不難發現,無論是懷遠驛,還是客省、四方館,為接待友邦使節。
但是,金國與後蒙古的使臣,雖也是外使,但對宋國虎視眈眈,宋廷不敢得罪,也必須以禮相待,只好下榻在離京城較遠的赤岸橋了。
處理與金國或蒙古的部門,叫做國信所(註)金國對南宋構成軍事威脅,由此,宋廷特別重視國信所。國信所,宋景德四年(1007)置,全稱“管勾往來國信所。掌接待契丹使臣及遣使契丹之事。設管勾官二人,以內侍都知押班充任。為避高宗趙構名諱,改稱「主管往來國信所」。

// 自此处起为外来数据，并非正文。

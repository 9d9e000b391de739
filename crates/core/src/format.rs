use std::{fmt, num::NonZeroU32, str::FromStr};

/// Four-character code naming a port coding or color format.
///
/// # Example
/// ```rust
/// use stagehand_core::prelude::FourCc;
///
/// let fcc = FourCc::new(*b"VP80");
/// assert_eq!(fcc.to_string(), "VP80");
/// assert_eq!(fcc, FourCc::VP8);
/// ```
#[derive(Debug, Clone, Copy, PartialEq, Eq, Hash)]
pub struct FourCc([u8; 4]);

impl FourCc {
    /// Planar YUV 4:2:0.
    pub const I420: FourCc = FourCc::new(*b"I420");
    /// VP8 elementary stream.
    pub const VP8: FourCc = FourCc::new(*b"VP80");
    /// WebP still image.
    pub const WEBP: FourCc = FourCc::new(*b"WEBP");
    /// Placeholder for a port that carries no pixel layout or no compression.
    pub const UNUSED: FourCc = FourCc::new(*b"    ");

    pub const fn new(bytes: [u8; 4]) -> Self {
        Self(bytes)
    }

    /// The code as text when all four bytes are ASCII.
    pub fn as_str(&self) -> Option<&str> {
        self.0
            .is_ascii()
            .then(|| std::str::from_utf8(&self.0).ok())
            .flatten()
    }

    /// Whether this is the [`FourCc::UNUSED`] placeholder.
    pub fn is_unused(&self) -> bool {
        *self == Self::UNUSED
    }
}

impl fmt::Display for FourCc {
    fn fmt(&self, f: &mut fmt::Formatter<'_>) -> fmt::Result {
        match self.as_str() {
            Some(code) => f.write_str(code),
            None => write!(f, "{:02x?}", self.0),
        }
    }
}

impl FromStr for FourCc {
    type Err = String;

    fn from_str(s: &str) -> Result<Self, Self::Err> {
        let bytes: [u8; 4] = s
            .as_bytes()
            .try_into()
            .map_err(|_| format!("format code {s:?} is not four bytes"))?;
        if !bytes.is_ascii() {
            return Err(format!("format code {s:?} is not ASCII"));
        }
        Ok(FourCc(bytes))
    }
}

/// Frame geometry advertised on a port.
///
/// # Example
/// ```rust
/// use stagehand_core::prelude::Resolution;
///
/// let res = Resolution::new(176, 144).unwrap();
/// assert_eq!(res.i420_frame_len(), 176 * 144 * 3 / 2);
/// ```
#[derive(Debug, Clone, Copy, PartialEq, Eq)]
#[cfg_attr(feature = "serde", derive(serde::Serialize, serde::Deserialize))]
pub struct Resolution {
    /// Width in pixels (non-zero).
    pub width: NonZeroU32,
    /// Height in pixels (non-zero).
    pub height: NonZeroU32,
}

impl Resolution {
    /// Create a resolution, returning `None` if width or height are zero.
    pub fn new(width: u32, height: u32) -> Option<Self> {
        Some(Self {
            width: NonZeroU32::new(width)?,
            height: NonZeroU32::new(height)?,
        })
    }

    /// Bytes in one planar 4:2:0 frame at this size (chroma planes rounded up).
    pub fn i420_frame_len(&self) -> usize {
        let w = self.width.get() as usize;
        let h = self.height.get() as usize;
        let cw = w.div_ceil(2);
        let ch = h.div_ceil(2);
        w * h + 2 * cw * ch
    }
}

#[cfg(feature = "serde")]
impl serde::Serialize for FourCc {
    fn serialize<S: serde::Serializer>(&self, serializer: S) -> Result<S::Ok, S::Error> {
        serializer.collect_str(self)
    }
}

#[cfg(feature = "serde")]
impl<'de> serde::Deserialize<'de> for FourCc {
    fn deserialize<D: serde::Deserializer<'de>>(deserializer: D) -> Result<Self, D::Error> {
        let code = <std::borrow::Cow<'de, str>>::deserialize(deserializer)?;
        code.parse().map_err(serde::de::Error::custom)
    }
}

#[cfg(test)]
mod tests {
    use super::*;

    #[test]
    fn non_ascii_codes_display_as_bytes() {
        assert_eq!(FourCc::new([0xff, 0, 1, 2]).to_string(), "[ff, 00, 01, 02]");
        assert_eq!(FourCc::UNUSED.as_str(), Some("    "));
    }

    #[test]
    fn odd_sizes_round_chroma_up() {
        let res = Resolution::new(3, 3).unwrap();
        // 9 luma + 2 * (2 * 2) chroma
        assert_eq!(res.i420_frame_len(), 17);
    }

    #[test]
    fn fourcc_rejects_wrong_length() {
        assert!("VP8".parse::<FourCc>().is_err());
        assert!("VP8\u{e9}".parse::<FourCc>().is_err());
        assert_eq!("WEBP".parse::<FourCc>().unwrap(), FourCc::WEBP);
    }
}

紹興十三年(1143),金國使節前來賀皇帝正旦,國信所差遣使臣三員沿路賜禦筵,一員於平江府排辦,一員於鎮江府排辦,一員於盱眙軍排辦。
紹興二十九年(1159):每遇大金使人到驛,告覓物色。大金使人在驛打造銀器等均由國信所操辦。所需之費皆由國庫支付。每北使至館,即出內庫錢萬緡,付都亭驛。遇使人市物,隨即取償,自是以為例。(《系年要錄》)
對金使招待稍有不周,國信所主事者就會受到懲處。
紹興二十年(1150)朝廷下令,所有接待金使官員務必躬親行事視,並要排設豐潔,不得減克料例,仍令國信所主管官依條抽閱點檢。稍有怠慢,應幹主辦官吏等重懲於法。
《宋會要》
紹熙二年(1191),金使賀重明節(光宗帝生日),館伴使(倪思)詳盡記錄了金使自九月一日抵達赤岸後,直至十五日在赤岸辭行,前後十五天的活動,包括雙方首日在赤岸班荊館的會面;
次日,入臨安城都亭驛的安頓,並以酒食招待;
第三天,前往垂拱殿朝見宋主;
第四天,給宋帝上壽(祝壽);
第五天,陪同到天竺寺進香,宋主在冷泉亭賜宴;
第六天,在玉津園躬射;
第七天,到浙江亭觀潮等活動。
金使覲見宋帝後,在臨安逗留數日,由館伴使陪同,遊覽西湖或到錢塘江觀看大潮,宋廷則不斷賜以酒果、沉香等禮品。在金使迎送禮儀上,《宋史》均有記載:北使(金國使臣)來京,必先在距臨安府城五十裡赤岸河班館暫息,由朝廷派伴使在班荊館設宴款待。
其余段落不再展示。